## Exercise
Retyping the entire listing exactly is the task.

^^^^^^^^^^^^^^^^

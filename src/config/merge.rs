//! Source composition for configuration loading.

pub(crate) mod merge_policy;
pub mod service;
//! Publish Gate CLI Binary
//!
//! Command-line interface for the publish gate.

use clap::Parser;
use publish_gate::logging::init_logging;
use publish_gate::tooling::cli::{Cli, CliContext};
use std::process;

fn main() {
    let cli = Cli::parse();

    // Create CLI context
    let context = match CliContext::new(cli.workspace.clone(), cli.config.clone()) {
        Ok(ctx) => ctx,
        Err(e) => {
            eprintln!("Error loading configuration: {}", e);
            process::exit(1);
        }
    };

    let mut logging = context.config().logging.clone();
    if let Some(level) = cli.log_level {
        logging.level = level;
    }
    if let Some(format) = cli.log_format {
        logging.format = format;
    }
    if let Err(e) = init_logging(Some(&logging)) {
        eprintln!("Error initializing logging: {}", e);
        process::exit(1);
    }

    // Execute command
    match context.execute(&cli.command) {
        Ok(output) => {
            println!("{}", output);
        }
        Err(e) => {
            eprintln!("Error: {}", e);
            process::exit(1);
        }
    }
}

^^^^^^^^^^^^^^^^

## Solution for this exercise
filename src/config/merge.rs
//! Source composition for configuration loading.

pub(crate) mod merge_policy;
pub mod service;
//! Publish Gate CLI Binary
//!
//! Command-line interface for the publish gate.

use clap::Parser;
use publish_gate::logging::init_logging;
use publish_gate::tooling::cli::{Cli, CliContext};
use std::process;

fn main() {
    let cli = Cli::parse();

    // Create CLI context
    let context = match CliContext::new(cli.workspace.clone(), cli.config.clone()) {
        Ok(ctx) => ctx,
        Err(e) => {
            eprintln!("Error loading configuration: {}", e);
            process::exit(1);
        }
    };

    let mut logging = context.config().logging.clone();
    if let Some(level) = cli.log_level {
        logging.level = level;
    }
    if let Some(format) = cli.log_format {
        logging.format = format;
    }
    if let Err(e) = init_logging(Some(&logging)) {
        eprintln!("Error initializing logging: {}", e);
        process::exit(1);
    }

    // Execute command
    match context.execute(&cli.command) {
        Ok(output) => {
            println!("{}", output);
        }
        Err(e) => {
            eprintln!("Error: {}", e);
            process::exit(1);
        }
    }
}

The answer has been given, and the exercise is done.